Exercise details »
Every entry below is to be copied exactly, with nothing left out.

Data shown »

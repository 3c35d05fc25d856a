use serde::Serialize;

#[derive(Debug, Clone, Copy, PartialEq, Eq)]
pub struct PageRequest {
    pub page: u32,
    pub per_page: u32,
}

impl PageRequest {
    pub fn new(page: u32, per_page: u32) -> Self {
        Self {
            page: page.max(1),
            per_page: per_page.max(1),
        }
    }

    pub fn limit(&self) -> i64 {
        i64::from(self.per_page)
    }

    pub fn offset(&self) -> i64 {
        i64::from(self.page - 1) * i64::from(self.per_page)
    }
}

pub fn page_count(total: i64, per_page: u32) -> u32 {
    if total <= 0 {
        return 0;
    }
    let per_page = i64::from(per_page.max(1));
    u32::try_from((total + per_page - 1) / per_page).unwrap_or(u32::MAX)
}

#[derive(Debug, Serialize)]
pub struct Paginated<T> {
    pub items: Vec<T>,
    pub page: u32,
    pub per_page: u32,
    pub total: i64,
    pub pages: u32,
    pub has_prev: bool,
    pub has_next: bool,
}

impl<T> Paginated<T> {
    pub fn new(items: Vec<T>, request: PageRequest, total: i64) -> Self {
        let pages = page_count(total, request.per_page);
        Paginated {
            items,
            page: request.page,
            per_page: request.per_page,
            total,
            pages,
            has_prev: request.page > 1,
            has_next: request.page < pages,
        }
    }

    /// Beyond the last page. Page 1 of an empty listing is still valid.
    pub fn is_past_end(&self) -> bool {
        self.page > 1 && self.page > self.pages
    }

    pub fn last_page(&self) -> u32 {
        self.pages.max(1)
    }

    pub fn map<U>(self, f: impl FnMut(T) -> U) -> Paginated<U> {
        Paginated {
            items: self.items.into_iter().map(f).collect(),
            page: self.page,
            per_page: self.per_page,
            total: self.total,
            pages: self.pages,
            has_prev: self.has_prev,
            has_next: self.has_next,
        }
    }
}
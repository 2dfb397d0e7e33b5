pub mod analytics;

mod catalog_service;
mod reading_service;

pub use catalog_service::*;
pub use reading_service::*;
use time::{Duration, OffsetDateTime};

use super::{Period, TimedValue};

/// Half-open slice `[start, end)` of a period.
#[derive(Debug, Clone, Copy, PartialEq, Eq)]
pub struct Window {
    pub start: OffsetDateTime,
    pub end: OffsetDateTime,
}

impl Window {
    pub fn contains(&self, time: OffsetDateTime) -> bool {
        self.start <= time && time < self.end
    }
}

/// Consecutive windows of a fixed size covering `[period.start, period.end)`.
///
/// The last window is cut short at `period.end` instead of overflowing it. A
/// non-positive size yields no windows.
#[derive(Debug, Clone)]
pub struct Windows {
    next: OffsetDateTime,
    end: OffsetDateTime,
    size: Duration,
}

impl Windows {
    pub fn new(period: &Period, size: Duration) -> Self {
        Self {
            next: period.start,
            end: period.end,
            size,
        }
    }
}

impl Iterator for Windows {
    type Item = Window;

    fn next(&mut self) -> Option<Self::Item> {
        if self.size <= Duration::ZERO || self.next >= self.end {
            return None;
        }

        let start = self.next;
        let end = start
            .checked_add(self.size)
            .map_or(self.end, |end| end.min(self.end));

        self.next = end;

        Some(Window { start, end })
    }
}

#[derive(Debug, Clone, Copy, PartialEq)]
pub struct NetPowerPeak {
    /// Grid sum minus power source sum inside `window`
    pub value: f64,
    pub window: Window,
}

/// Highest per-window net power, grid readings minus power source readings.
///
/// Windows without a single reading on either side are skipped rather than
/// scored as zero, so a period without data yields `None`. On ties the
/// earliest window is kept.
pub fn peak_net_power(
    period: &Period,
    window_size: Duration,
    grid: &[TimedValue],
    source: &[TimedValue],
) -> Option<NetPowerPeak> {
    let grid = sorted_by_time(grid);
    let source = sorted_by_time(source);

    let mut grid_cursor = 0;
    let mut source_cursor = 0;
    let mut peak: Option<NetPowerPeak> = None;

    for window in Windows::new(period, window_size) {
        if grid_cursor >= grid.len() && source_cursor >= source.len() {
            break;
        }

        let grid_sum = window_sum(&grid, &mut grid_cursor, &window);
        let source_sum = window_sum(&source, &mut source_cursor, &window);

        let value = match (grid_sum, source_sum) {
            (None, None) => continue,
            (grid_sum, source_sum) => grid_sum.unwrap_or(0.0) - source_sum.unwrap_or(0.0),
        };

        if peak.is_none_or(|peak| value > peak.value) {
            peak = Some(NetPowerPeak { value, window });
        }
    }

    peak
}

fn sorted_by_time(readings: &[TimedValue]) -> Vec<TimedValue> {
    let mut readings = readings.to_vec();
    readings.sort_by(|a, b| a.time.cmp(&b.time));
    readings
}

/// Sums the readings inside `window`, advancing `cursor` past them.
///
/// `readings` must be sorted by time and windows visited in order.
fn window_sum(readings: &[TimedValue], cursor: &mut usize, window: &Window) -> Option<f64> {
    while *cursor < readings.len() && readings[*cursor].time < window.start {
        *cursor += 1;
    }

    let mut sum = None;
    while *cursor < readings.len() && window.contains(readings[*cursor].time) {
        sum = Some(sum.unwrap_or(0.0) + readings[*cursor].value);
        *cursor += 1;
    }

    sum
}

Output for this exercise »
repository 3c35d05fc25d856a
use serde::Serialize;

#[derive(Debug, Clone, Copy, PartialEq, Eq)]
pub struct PageRequest {
    pub page: u32,
    pub per_page: u32,
}

impl PageRequest {
    pub fn new(page: u32, per_page: u32) -> Self {
        Self {
            page: page.max(1),
            per_page: per_page.max(1),
        }
    }

    pub fn limit(&self) -> i64 {
        i64::from(self.per_page)
    }

    pub fn offset(&self) -> i64 {
        i64::from(self.page - 1) * i64::from(self.per_page)
    }
}

pub fn page_count(total: i64, per_page: u32) -> u32 {
    if total <= 0 {
        return 0;
    }
    let per_page = i64::from(per_page.max(1));
    u32::try_from((total + per_page - 1) / per_page).unwrap_or(u32::MAX)
}

#[derive(Debug, Serialize)]
pub struct Paginated<T> {
    pub items: Vec<T>,
    pub page: u32,
    pub per_page: u32,
    pub total: i64,
    pub pages: u32,
    pub has_prev: bool,
    pub has_next: bool,
}

impl<T> Paginated<T> {
    pub fn new(items: Vec<T>, request: PageRequest, total: i64) -> Self {
        let pages = page_count(total, request.per_page);
        Paginated {
            items,
            page: request.page,
            per_page: request.per_page,
            total,
            pages,
            has_prev: request.page > 1,
            has_next: request.page < pages,
        }
    }

    /// Beyond the last page. Page 1 of an empty listing is still valid.
    pub fn is_past_end(&self) -> bool {
        self.page > 1 && self.page > self.pages
    }

    pub fn last_page(&self) -> u32 {
        self.pages.max(1)
    }

    pub fn map<U>(self, f: impl FnMut(T) -> U) -> Paginated<U> {
        Paginated {
            items: self.items.into_iter().map(f).collect(),
            page: self.page,
            per_page: self.per_page,
            total: self.total,
            pages: self.pages,
            has_prev: self.has_prev,
            has_next: self.has_next,
        }
    }
}
repository 2dfb397d0e7e33b5
pub mod analytics;

mod catalog_service;
mod reading_service;

pub use catalog_service::*;
pub use reading_service::*;
use time::{Duration, OffsetDateTime};

use super::{Period, TimedValue};

/// Half-open slice `[start, end)` of a period.
#[derive(Debug, Clone, Copy, PartialEq, Eq)]
pub struct Window {
    pub start: OffsetDateTime,
    pub end: OffsetDateTime,
}

impl Window {
    pub fn contains(&self, time: OffsetDateTime) -> bool {
        self.start <= time && time < self.end
    }
}

/// Consecutive windows of a fixed size covering `[period.start, period.end)`.
///
/// The last window is cut short at `period.end` instead of overflowing it. A
/// non-positive size yields no windows.
#[derive(Debug, Clone)]
pub struct Windows {
    next: OffsetDateTime,
    end: OffsetDateTime,
    size: Duration,
}

impl Windows {
    pub fn new(period: &Period, size: Duration) -> Self {
        Self {
            next: period.start,
            end: period.end,
            size,
        }
    }
}

impl Iterator for Windows {
    type Item = Window;

    fn next(&mut self) -> Option<Self::Item> {
        if self.size <= Duration::ZERO || self.next >= self.end {
            return None;
        }

        let start = self.next;
        let end = start
            .checked_add(self.size)
            .map_or(self.end, |end| end.min(self.end));

        self.next = end;

        Some(Window { start, end })
    }
}

#[derive(Debug, Clone, Copy, PartialEq)]
pub struct NetPowerPeak {
    /// Grid sum minus power source sum inside `window`
    pub value: f64,
    pub window: Window,
}

/// Highest per-window net power, grid readings minus power source readings.
///
/// Windows without a single reading on either side are skipped rather than
/// scored as zero, so a period without data yields `None`. On ties the
/// earliest window is kept.
pub fn peak_net_power(
    period: &Period,
    window_size: Duration,
    grid: &[TimedValue],
    source: &[TimedValue],
) -> Option<NetPowerPeak> {
    let grid = sorted_by_time(grid);
    let source = sorted_by_time(source);

    let mut grid_cursor = 0;
    let mut source_cursor = 0;
    let mut peak: Option<NetPowerPeak> = None;

    for window in Windows::new(period, window_size) {
        if grid_cursor >= grid.len() && source_cursor >= source.len() {
            break;
        }

        let grid_sum = window_sum(&grid, &mut grid_cursor, &window);
        let source_sum = window_sum(&source, &mut source_cursor, &window);

        let value = match (grid_sum, source_sum) {
            (None, None) => continue,
            (grid_sum, source_sum) => grid_sum.unwrap_or(0.0) - source_sum.unwrap_or(0.0),
        };

        if peak.is_none_or(|peak| value > peak.value) {
            peak = Some(NetPowerPeak { value, window });
        }
    }

    peak
}

fn sorted_by_time(readings: &[TimedValue]) -> Vec<TimedValue> {
    let mut readings = readings.to_vec();
    readings.sort_by(|a, b| a.time.cmp(&b.time));
    readings
}

/// Sums the readings inside `window`, advancing `cursor` past them.
///
/// `readings` must be sorted by time and windows visited in order.
fn window_sum(readings: &[TimedValue], cursor: &mut usize, window: &Window) -> Option<f64> {
    while *cursor < readings.len() && readings[*cursor].time < window.start {
        *cursor += 1;
    }

    let mut sum = None;
    while *cursor < readings.len() && window.contains(readings[*cursor].time) {
        sum = Some(sum.unwrap_or(0.0) + readings[*cursor].value);
        *cursor += 1;
    }

    sum
}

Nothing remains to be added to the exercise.